(Dataset items)

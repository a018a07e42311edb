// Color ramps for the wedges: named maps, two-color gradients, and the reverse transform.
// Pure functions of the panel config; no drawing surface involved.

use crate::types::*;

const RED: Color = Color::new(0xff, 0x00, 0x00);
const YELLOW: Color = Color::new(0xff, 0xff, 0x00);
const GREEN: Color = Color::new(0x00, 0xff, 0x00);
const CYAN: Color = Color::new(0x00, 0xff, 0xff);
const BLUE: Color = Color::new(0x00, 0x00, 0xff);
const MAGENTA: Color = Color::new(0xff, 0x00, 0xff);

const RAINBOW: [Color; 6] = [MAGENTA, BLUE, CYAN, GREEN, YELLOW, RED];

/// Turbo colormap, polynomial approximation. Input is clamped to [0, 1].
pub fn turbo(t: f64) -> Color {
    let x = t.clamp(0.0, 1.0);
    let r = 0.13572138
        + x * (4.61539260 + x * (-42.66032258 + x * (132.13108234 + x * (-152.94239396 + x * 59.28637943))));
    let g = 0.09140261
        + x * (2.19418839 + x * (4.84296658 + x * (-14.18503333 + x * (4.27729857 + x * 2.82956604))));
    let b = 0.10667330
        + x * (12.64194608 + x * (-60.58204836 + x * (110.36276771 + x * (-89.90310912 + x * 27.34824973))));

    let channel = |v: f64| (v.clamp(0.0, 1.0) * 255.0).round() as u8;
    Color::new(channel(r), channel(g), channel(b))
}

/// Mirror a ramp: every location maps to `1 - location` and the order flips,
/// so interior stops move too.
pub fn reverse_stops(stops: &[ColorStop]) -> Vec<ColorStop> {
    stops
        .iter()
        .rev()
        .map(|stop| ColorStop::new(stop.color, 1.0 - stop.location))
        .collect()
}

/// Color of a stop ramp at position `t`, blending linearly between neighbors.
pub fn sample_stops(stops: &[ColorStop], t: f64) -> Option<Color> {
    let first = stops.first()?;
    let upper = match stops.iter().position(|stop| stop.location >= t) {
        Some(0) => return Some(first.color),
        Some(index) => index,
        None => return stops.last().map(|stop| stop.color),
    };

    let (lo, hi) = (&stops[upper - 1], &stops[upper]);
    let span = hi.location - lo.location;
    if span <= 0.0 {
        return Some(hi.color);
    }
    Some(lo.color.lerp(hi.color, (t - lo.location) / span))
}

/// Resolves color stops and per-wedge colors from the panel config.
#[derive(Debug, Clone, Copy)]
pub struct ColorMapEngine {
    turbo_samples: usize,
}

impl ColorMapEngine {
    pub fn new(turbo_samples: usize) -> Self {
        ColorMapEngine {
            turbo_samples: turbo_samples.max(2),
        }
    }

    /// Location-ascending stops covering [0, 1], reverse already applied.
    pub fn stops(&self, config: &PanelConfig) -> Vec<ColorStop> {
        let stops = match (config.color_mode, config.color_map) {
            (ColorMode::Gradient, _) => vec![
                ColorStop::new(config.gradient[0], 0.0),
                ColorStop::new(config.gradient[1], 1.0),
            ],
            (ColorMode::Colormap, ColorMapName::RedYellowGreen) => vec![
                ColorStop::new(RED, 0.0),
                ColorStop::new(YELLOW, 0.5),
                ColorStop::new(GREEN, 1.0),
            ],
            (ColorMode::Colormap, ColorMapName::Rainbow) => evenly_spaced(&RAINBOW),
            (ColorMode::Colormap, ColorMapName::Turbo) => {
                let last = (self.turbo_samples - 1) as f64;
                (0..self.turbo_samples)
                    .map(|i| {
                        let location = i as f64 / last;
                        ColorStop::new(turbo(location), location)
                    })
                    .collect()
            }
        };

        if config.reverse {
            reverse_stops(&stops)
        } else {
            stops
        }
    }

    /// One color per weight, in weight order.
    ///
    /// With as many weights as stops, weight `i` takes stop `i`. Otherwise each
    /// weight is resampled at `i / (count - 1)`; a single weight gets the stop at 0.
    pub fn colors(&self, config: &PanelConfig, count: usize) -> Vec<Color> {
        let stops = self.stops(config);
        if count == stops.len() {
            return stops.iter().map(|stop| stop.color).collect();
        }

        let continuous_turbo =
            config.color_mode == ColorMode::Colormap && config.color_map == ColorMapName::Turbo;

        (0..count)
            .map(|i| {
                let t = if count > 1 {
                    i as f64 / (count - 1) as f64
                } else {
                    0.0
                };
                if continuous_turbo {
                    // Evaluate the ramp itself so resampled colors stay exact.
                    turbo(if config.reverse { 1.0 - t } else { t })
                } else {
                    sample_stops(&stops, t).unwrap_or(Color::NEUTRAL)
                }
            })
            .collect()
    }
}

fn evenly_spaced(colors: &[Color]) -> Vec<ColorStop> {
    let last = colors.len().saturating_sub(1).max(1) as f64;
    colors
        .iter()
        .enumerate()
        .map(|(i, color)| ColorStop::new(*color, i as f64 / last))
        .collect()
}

* * *

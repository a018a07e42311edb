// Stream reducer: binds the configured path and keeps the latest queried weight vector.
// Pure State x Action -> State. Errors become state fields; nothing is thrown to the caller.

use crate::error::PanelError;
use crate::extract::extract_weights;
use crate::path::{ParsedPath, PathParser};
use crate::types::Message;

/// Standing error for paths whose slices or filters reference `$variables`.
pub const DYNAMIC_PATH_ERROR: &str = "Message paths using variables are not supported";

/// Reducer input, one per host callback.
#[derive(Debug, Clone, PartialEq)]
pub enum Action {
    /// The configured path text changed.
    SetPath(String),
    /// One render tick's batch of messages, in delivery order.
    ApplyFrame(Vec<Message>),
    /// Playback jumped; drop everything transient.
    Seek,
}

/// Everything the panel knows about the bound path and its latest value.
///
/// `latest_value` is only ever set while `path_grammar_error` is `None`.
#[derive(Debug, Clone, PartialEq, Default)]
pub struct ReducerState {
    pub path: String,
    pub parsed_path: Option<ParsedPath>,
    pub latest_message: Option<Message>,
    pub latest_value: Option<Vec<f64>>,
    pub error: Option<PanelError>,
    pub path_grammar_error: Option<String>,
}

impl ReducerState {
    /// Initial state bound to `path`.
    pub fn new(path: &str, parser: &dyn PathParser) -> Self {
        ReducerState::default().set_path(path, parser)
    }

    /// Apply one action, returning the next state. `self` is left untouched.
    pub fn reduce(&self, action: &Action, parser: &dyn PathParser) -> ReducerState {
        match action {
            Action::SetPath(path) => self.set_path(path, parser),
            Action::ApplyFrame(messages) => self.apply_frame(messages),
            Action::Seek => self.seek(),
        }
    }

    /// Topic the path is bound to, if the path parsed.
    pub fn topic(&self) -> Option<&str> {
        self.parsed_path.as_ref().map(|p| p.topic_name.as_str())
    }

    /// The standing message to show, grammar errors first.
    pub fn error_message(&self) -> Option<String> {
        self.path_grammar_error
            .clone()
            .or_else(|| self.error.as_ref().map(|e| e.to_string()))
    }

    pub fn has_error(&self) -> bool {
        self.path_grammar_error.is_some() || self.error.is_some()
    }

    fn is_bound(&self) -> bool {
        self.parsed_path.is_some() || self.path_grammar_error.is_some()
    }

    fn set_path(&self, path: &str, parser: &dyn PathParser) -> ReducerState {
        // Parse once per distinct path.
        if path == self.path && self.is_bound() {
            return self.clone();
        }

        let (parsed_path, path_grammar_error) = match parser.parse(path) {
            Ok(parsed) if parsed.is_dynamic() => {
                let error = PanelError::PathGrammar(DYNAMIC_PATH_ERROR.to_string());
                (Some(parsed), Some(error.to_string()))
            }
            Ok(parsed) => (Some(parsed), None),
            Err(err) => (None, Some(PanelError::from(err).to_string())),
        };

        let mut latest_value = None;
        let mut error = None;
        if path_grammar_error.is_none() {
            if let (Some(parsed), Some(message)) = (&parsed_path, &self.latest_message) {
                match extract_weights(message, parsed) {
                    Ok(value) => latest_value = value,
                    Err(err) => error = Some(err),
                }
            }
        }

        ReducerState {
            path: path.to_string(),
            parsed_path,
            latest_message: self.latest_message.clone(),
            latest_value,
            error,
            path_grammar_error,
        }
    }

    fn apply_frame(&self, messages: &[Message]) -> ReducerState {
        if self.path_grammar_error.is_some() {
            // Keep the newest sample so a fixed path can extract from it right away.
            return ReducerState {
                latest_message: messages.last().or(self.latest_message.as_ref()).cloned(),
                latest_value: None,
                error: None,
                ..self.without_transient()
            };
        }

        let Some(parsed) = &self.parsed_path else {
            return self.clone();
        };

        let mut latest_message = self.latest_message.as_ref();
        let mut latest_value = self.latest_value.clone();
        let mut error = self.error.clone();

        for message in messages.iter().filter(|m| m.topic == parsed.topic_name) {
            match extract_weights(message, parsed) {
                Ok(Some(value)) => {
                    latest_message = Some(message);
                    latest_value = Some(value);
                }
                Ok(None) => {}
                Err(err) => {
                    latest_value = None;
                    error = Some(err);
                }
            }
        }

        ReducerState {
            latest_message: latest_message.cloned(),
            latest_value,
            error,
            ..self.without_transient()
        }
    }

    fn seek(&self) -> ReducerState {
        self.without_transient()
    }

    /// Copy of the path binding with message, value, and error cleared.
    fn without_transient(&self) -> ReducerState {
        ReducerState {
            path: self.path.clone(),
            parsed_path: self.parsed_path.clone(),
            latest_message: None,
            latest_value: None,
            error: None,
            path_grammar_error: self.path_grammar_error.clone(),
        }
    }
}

* **How to complete this task**
Give again exactly, and only, the lines above starting at the one with "(ColorMode::Gradient, _) =>" and ending at the one with "(ColorMode::Colormap, ColorMapName::Turbo) =>".

* **Solution to this exercise**
            (ColorMode::Gradient, _) => vec![
                ColorStop::new(config.gradient[0], 0.0),
                ColorStop::new(config.gradient[1], 1.0),
            ],
            (ColorMode::Colormap, ColorMapName::RedYellowGreen) => vec![
                ColorStop::new(RED, 0.0),
                ColorStop::new(YELLOW, 0.5),
                ColorStop::new(GREEN, 1.0),
            ],
            (ColorMode::Colormap, ColorMapName::Rainbow) => evenly_spaced(&RAINBOW),
            (ColorMode::Colormap, ColorMapName::Turbo) => {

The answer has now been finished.